**ACTIVITY**. The word "push" marks the lines to report; pull each of them from the listing.

**LISTED ENTRIES**.

═══

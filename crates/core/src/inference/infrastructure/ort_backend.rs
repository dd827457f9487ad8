//! ONNX Runtime backend.

use std::borrow::Cow;
use std::collections::BTreeSet;
use std::path::{Path, PathBuf};

use ort::session::{Session, SessionInputValue, SessionInputs};

use crate::inference::domain::device::Device;
use crate::inference::domain::inference_backend::{
    ExecutableNetwork, InferenceBackend, NetworkDescription,
};
use crate::inference::domain::model_error::ModelError;
use crate::inference::domain::model_files::ModelFiles;
use crate::inference::domain::tensors::{NamedTensors, RawOutput};

use super::execution_provider::execution_providers_for;
use super::onnx_graph::{operation_domain, read_onnx};

/// Operator domains ONNX Runtime ships kernels for.
const BUILTIN_DOMAINS: &[&str] = &["", "ai.onnx.ml", "com.microsoft"];

/// Process-wide ONNX Runtime context.
///
/// An optional custom-operator library is registered on every session; its
/// presence also marks custom domains as supported during the layer check.
#[derive(Debug, Default)]
pub struct OrtBackend {
    extension: Option<PathBuf>,
}

impl OrtBackend {
    pub fn new(extension: Option<PathBuf>) -> Result<Self, ModelError> {
        if let Some(path) = &extension {
            if !path.is_file() {
                return Err(ModelError::ModelInit {
                    path: path.clone(),
                    reason: "extension library not found".into(),
                });
            }
            log::info!("Using custom operator library {}", path.display());
        }
        Ok(Self { extension })
    }

    pub fn extension(&self) -> Option<&Path> {
        self.extension.as_deref()
    }

    fn build_session(&self, network: &NetworkDescription, device: Device) -> Result<Session, ModelError> {
        let init_error = |reason: String| ModelError::ModelInit {
            path: network.files.structure().to_path_buf(),
            reason,
        };
        let providers = execution_providers_for(device)?;

        let mut builder = Session::builder()
            .map_err(|e| init_error(e.to_string()))?
            .with_execution_providers(providers)
            .map_err(|e| {
                log::error!("Execution provider for {device} failed to register: {e}");
                ModelError::UnsupportedDevice { device }
            })?;
        if let Some(library) = &self.extension {
            builder = builder
                .with_operator_library(library)
                .map_err(|e| init_error(format!("extension library rejected: {e}")))?;
        }

        builder
            .commit_from_file(network.files.structure())
            .map_err(|e| {
                let reason = e.to_string();
                if reason.contains("NOT_IMPLEMENTED") || reason.contains("Could not find an implementation") {
                    ModelError::UnsupportedLayer {
                        model: network.name.clone(),
                        device,
                        layers: vec![reason],
                    }
                } else {
                    init_error(reason)
                }
            })
    }
}

impl InferenceBackend for OrtBackend {
    fn read_network(&self, files: &ModelFiles) -> Result<NetworkDescription, ModelError> {
        read_onnx(files)
    }

    fn query_network(
        &self,
        network: &NetworkDescription,
        _device: Device,
    ) -> Result<BTreeSet<String>, ModelError> {
        // Nodes an accelerator cannot take fall back to the CPU kernels, so
        // support depends on the operator domain only.
        let custom_allowed = self.extension.is_some();
        Ok(network
            .operations
            .iter()
            .filter(|op| custom_allowed || BUILTIN_DOMAINS.contains(&operation_domain(op)))
            .cloned()
            .collect())
    }

    fn load_network(
        &self,
        network: &NetworkDescription,
        device: Device,
    ) -> Result<Box<dyn ExecutableNetwork>, ModelError> {
        let session = self.build_session(network, device)?;
        Ok(Box::new(OrtNetwork {
            session,
            name: network.name.clone(),
            output_names: network.outputs.clone(),
        }))
    }
}

struct OrtNetwork {
    session: Session,
    name: String,
    output_names: Vec<String>,
}

impl OrtNetwork {
    fn failure(&self, reason: impl ToString) -> ModelError {
        ModelError::InferenceFailure {
            model: self.name.clone(),
            reason: reason.to_string(),
        }
    }
}

impl ExecutableNetwork for OrtNetwork {
    fn infer(&mut self, inputs: NamedTensors) -> Result<RawOutput, ModelError> {
        let mut feeds = Vec::with_capacity(inputs.len());
        for (name, array) in inputs {
            let tensor = ort::value::Tensor::from_array(array).map_err(|e| self.failure(e))?;
            feeds.push((Cow::Owned(name), SessionInputValue::from(tensor.into_dyn())));
        }
        let feeds: SessionInputs<'_, '_> = SessionInputs::ValueMap(feeds);

        let outputs = self.session.run(feeds).map_err(|e| ModelError::InferenceFailure {
            model: self.name.clone(),
            reason: e.to_string(),
        })?;

        let mut tensors = Vec::with_capacity(self.output_names.len());
        for name in &self.output_names {
            let value = outputs.get(name.as_str()).ok_or_else(|| ModelError::MissingTensor {
                model: self.name.clone(),
                name: name.clone(),
            })?;
            let array = value
                .try_extract_array::<f32>()
                .map_err(|e| ModelError::InferenceFailure {
                    model: self.name.clone(),
                    reason: format!("output {name} is not f32: {e}"),
                })?;
            tensors.push((name.clone(), array.to_owned()));
        }
        Ok(RawOutput::new(tensors))
    }
}

#[cfg(test)]
mod tests {
    use super::*;

    fn network(ops: &[&str]) -> NetworkDescription {
        NetworkDescription {
            name: "landmarks".into(),
            files: ModelFiles::from_structure("landmarks-regression-retail-0009.onnx"),
            inputs: Vec::new(),
            outputs: vec!["95".into()],
            operations: ops.iter().map(|s| s.to_string()).collect(),
        }
    }

    #[test]
    fn test_builtin_domains_are_supported() {
        let backend = OrtBackend::default();
        let net = network(&["Conv", "ai.onnx.ml::Scaler", "com.microsoft::FusedConv"]);
        let supported = backend.query_network(&net, Device::Cpu).unwrap();
        assert_eq!(supported, net.operations);
    }

    #[test]
    fn test_custom_domain_needs_extension() {
        let backend = OrtBackend::default();
        let net = network(&["Conv", "org.openvinotoolkit::DetectionOutput"]);
        let supported = backend.query_network(&net, Device::Cpu).unwrap();
        assert!(supported.contains("Conv"));
        assert!(!supported.contains("org.openvinotoolkit::DetectionOutput"));
    }

    #[test]
    fn test_extension_enables_custom_domains() {
        let dir = tempfile::tempdir().unwrap();
        let library = dir.path().join("libcustom_ops.so");
        std::fs::write(&library, b"").unwrap();
        let backend = OrtBackend::new(Some(library.clone())).unwrap();
        assert_eq!(backend.extension(), Some(library.as_path()));

        let net = network(&["org.openvinotoolkit::DetectionOutput"]);
        assert_eq!(backend.query_network(&net, Device::Cpu).unwrap(), net.operations);
    }

    #[test]
    fn test_missing_extension_is_fatal() {
        let err = OrtBackend::new(Some(PathBuf::from("/nonexistent/libops.so"))).unwrap_err();
        assert!(err.is_fatal());
    }
}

═══

**WRITTEN ANSWER**.
            feeds.push((Cow::Owned(name), SessionInputValue::from(tensor.into_dyn())));
            tensors.push((name.clone(), array.to_owned()));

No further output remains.